## WHAT YOU WILL DO
Take the data that follows and retype it word for word.

===

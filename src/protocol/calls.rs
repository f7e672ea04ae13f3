//! Bounded calls into the external collaborators.
//!
//! Every call is bounded by `call_timeout` and every failure is mapped onto
//! `ProtocolError`.

use std::future::Future;
use std::time::Duration;
use tokio::time::timeout;

use crate::catalog::{MetadataResolver, TrackMetadata};
use crate::oracle::{HypothesisOracle, OracleError, OracleRequest};
use crate::protocol::types::ProtocolError;
use crate::store::StoreError;

pub(crate) async fn ask_oracle(
    oracle: &dyn HypothesisOracle,
    request: &OracleRequest,
    limit: Duration,
) -> Result<String, ProtocolError> {
    match timeout(limit, oracle.generate(request)).await {
        Ok(Ok(text)) => Ok(text),
        Ok(Err(OracleError::Empty)) => Err(ProtocolError::OracleMalformed("empty response".to_string())),
        Ok(Err(OracleError::Serde(e))) => Err(ProtocolError::OracleMalformed(e.to_string())),
        Ok(Err(e)) => Err(ProtocolError::OracleUnavailable(e.to_string())),
        Err(_) => Err(ProtocolError::OracleUnavailable(format!(
            "no reply within {}s",
            limit.as_secs()
        ))),
    }
}

/// Look up catalog metadata. Misses and failures yield empty metadata.
pub(crate) async fn resolve_metadata(
    resolver: &dyn MetadataResolver,
    song: &str,
    artist: &str,
    limit: Duration,
) -> TrackMetadata {
    let miss = match timeout(limit, resolver.search(song, artist)).await {
        Ok(Ok(Some(metadata))) => return metadata,
        Ok(Ok(None)) => ProtocolError::MetadataUnavailable("no catalog match".to_string()),
        Ok(Err(e)) => ProtocolError::MetadataUnavailable(e.to_string()),
        Err(_) => ProtocolError::MetadataUnavailable("catalog lookup timed out".to_string()),
    };
    tracing::warn!(song, artist, error = %miss, "Continuing without metadata");
    TrackMetadata::default()
}

pub(crate) async fn persist<F>(limit: Duration, write: F) -> Result<(), ProtocolError>
where
    F: Future<Output = Result<(), StoreError>>,
{
    match timeout(limit, write).await {
        Ok(result) => result.map_err(ProtocolError::PersistenceFailure),
        Err(_) => Err(ProtocolError::PersistenceFailure(StoreError::Timeout(limit))),
    }
}

#[cfg(test)]
mod tests {
    use super::*;
    use crate::protocol::testing::{ScriptedOracle, StaticResolver};

    #[tokio::test]
    async fn oracle_failures_map_to_protocol_errors() {
        let oracle = ScriptedOracle::default();
        oracle.push_failure("HTTP 503");
        let err = ask_oracle(&oracle, &OracleRequest::default(), Duration::from_secs(1))
            .await
            .expect_err("failure");
        assert!(matches!(err, ProtocolError::OracleUnavailable(msg) if msg.contains("503")));
    }

    #[tokio::test]
    async fn hung_oracle_times_out() {
        let oracle = crate::protocol::testing::GatedOracle::new("never");
        let err = ask_oracle(&oracle, &OracleRequest::default(), Duration::from_millis(50))
            .await
            .expect_err("timeout");
        assert!(matches!(err, ProtocolError::OracleUnavailable(msg) if msg.starts_with("no reply within")));
    }

    #[tokio::test]
    async fn metadata_misses_are_empty() {
        let limit = Duration::from_secs(1);
        assert!(resolve_metadata(&StaticResolver::default(), "A", "B", limit).await.is_empty());
        assert!(resolve_metadata(&StaticResolver::failing(), "A", "B", limit).await.is_empty());
        let found = TrackMetadata {
            album_name: Some("Album".into()),
            ..Default::default()
        };
        assert_eq!(
            resolve_metadata(&StaticResolver::with(found.clone()), "A", "B", limit).await,
            found
        );
    }

    #[tokio::test]
    async fn store_errors_become_persistence_failures() {
        let err = persist(Duration::from_secs(1), async {
            Err(StoreError::Database(sqlx::Error::PoolClosed))
        })
        .await
        .expect_err("failure");
        assert!(matches!(err, ProtocolError::PersistenceFailure(_)));
    }
}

===

## SOLUTION TO THIS PROBLEM
filename src/protocol/calls.rs
repository f7e672ea04ae13f3
//! Bounded calls into the external collaborators.
//!
//! Every call is bounded by `call_timeout` and every failure is mapped onto
//! `ProtocolError`.

use std::future::Future;
use std::time::Duration;
use tokio::time::timeout;

use crate::catalog::{MetadataResolver, TrackMetadata};
use crate::oracle::{HypothesisOracle, OracleError, OracleRequest};
use crate::protocol::types::ProtocolError;
use crate::store::StoreError;

pub(crate) async fn ask_oracle(
    oracle: &dyn HypothesisOracle,
    request: &OracleRequest,
    limit: Duration,
) -> Result<String, ProtocolError> {
    match timeout(limit, oracle.generate(request)).await {
        Ok(Ok(text)) => Ok(text),
        Ok(Err(OracleError::Empty)) => Err(ProtocolError::OracleMalformed("empty response".to_string())),
        Ok(Err(OracleError::Serde(e))) => Err(ProtocolError::OracleMalformed(e.to_string())),
        Ok(Err(e)) => Err(ProtocolError::OracleUnavailable(e.to_string())),
        Err(_) => Err(ProtocolError::OracleUnavailable(format!(
            "no reply within {}s",
            limit.as_secs()
        ))),
    }
}

/// Look up catalog metadata. Misses and failures yield empty metadata.
pub(crate) async fn resolve_metadata(
    resolver: &dyn MetadataResolver,
    song: &str,
    artist: &str,
    limit: Duration,
) -> TrackMetadata {
    let miss = match timeout(limit, resolver.search(song, artist)).await {
        Ok(Ok(Some(metadata))) => return metadata,
        Ok(Ok(None)) => ProtocolError::MetadataUnavailable("no catalog match".to_string()),
        Ok(Err(e)) => ProtocolError::MetadataUnavailable(e.to_string()),
        Err(_) => ProtocolError::MetadataUnavailable("catalog lookup timed out".to_string()),
    };
    tracing::warn!(song, artist, error = %miss, "Continuing without metadata");
    TrackMetadata::default()
}

pub(crate) async fn persist<F>(limit: Duration, write: F) -> Result<(), ProtocolError>
where
    F: Future<Output = Result<(), StoreError>>,
{
    match timeout(limit, write).await {
        Ok(result) => result.map_err(ProtocolError::PersistenceFailure),
        Err(_) => Err(ProtocolError::PersistenceFailure(StoreError::Timeout(limit))),
    }
}

#[cfg(test)]
mod tests {
    use super::*;
    use crate::protocol::testing::{ScriptedOracle, StaticResolver};

    #[tokio::test]
    async fn oracle_failures_map_to_protocol_errors() {
        let oracle = ScriptedOracle::default();
        oracle.push_failure("HTTP 503");
        let err = ask_oracle(&oracle, &OracleRequest::default(), Duration::from_secs(1))
            .await
            .expect_err("failure");
        assert!(matches!(err, ProtocolError::OracleUnavailable(msg) if msg.contains("503")));
    }

    #[tokio::test]
    async fn hung_oracle_times_out() {
        let oracle = crate::protocol::testing::GatedOracle::new("never");
        let err = ask_oracle(&oracle, &OracleRequest::default(), Duration::from_millis(50))
            .await
            .expect_err("timeout");
        assert!(matches!(err, ProtocolError::OracleUnavailable(msg) if msg.starts_with("no reply within")));
    }

    #[tokio::test]
    async fn metadata_misses_are_empty() {
        let limit = Duration::from_secs(1);
        assert!(resolve_metadata(&StaticResolver::default(), "A", "B", limit).await.is_empty());
        assert!(resolve_metadata(&StaticResolver::failing(), "A", "B", limit).await.is_empty());
        let found = TrackMetadata {
            album_name: Some("Album".into()),
            ..Default::default()
        };
        assert_eq!(
            resolve_metadata(&StaticResolver::with(found.clone()), "A", "B", limit).await,
            found
        );
    }

    #[tokio::test]
    async fn store_errors_become_persistence_failures() {
        let err = persist(Duration::from_secs(1), async {
            Err(StoreError::Database(sqlx::Error::PoolClosed))
        })
        .await
        .expect_err("failure");
        assert!(matches!(err, ProtocolError::PersistenceFailure(_)));
    }
}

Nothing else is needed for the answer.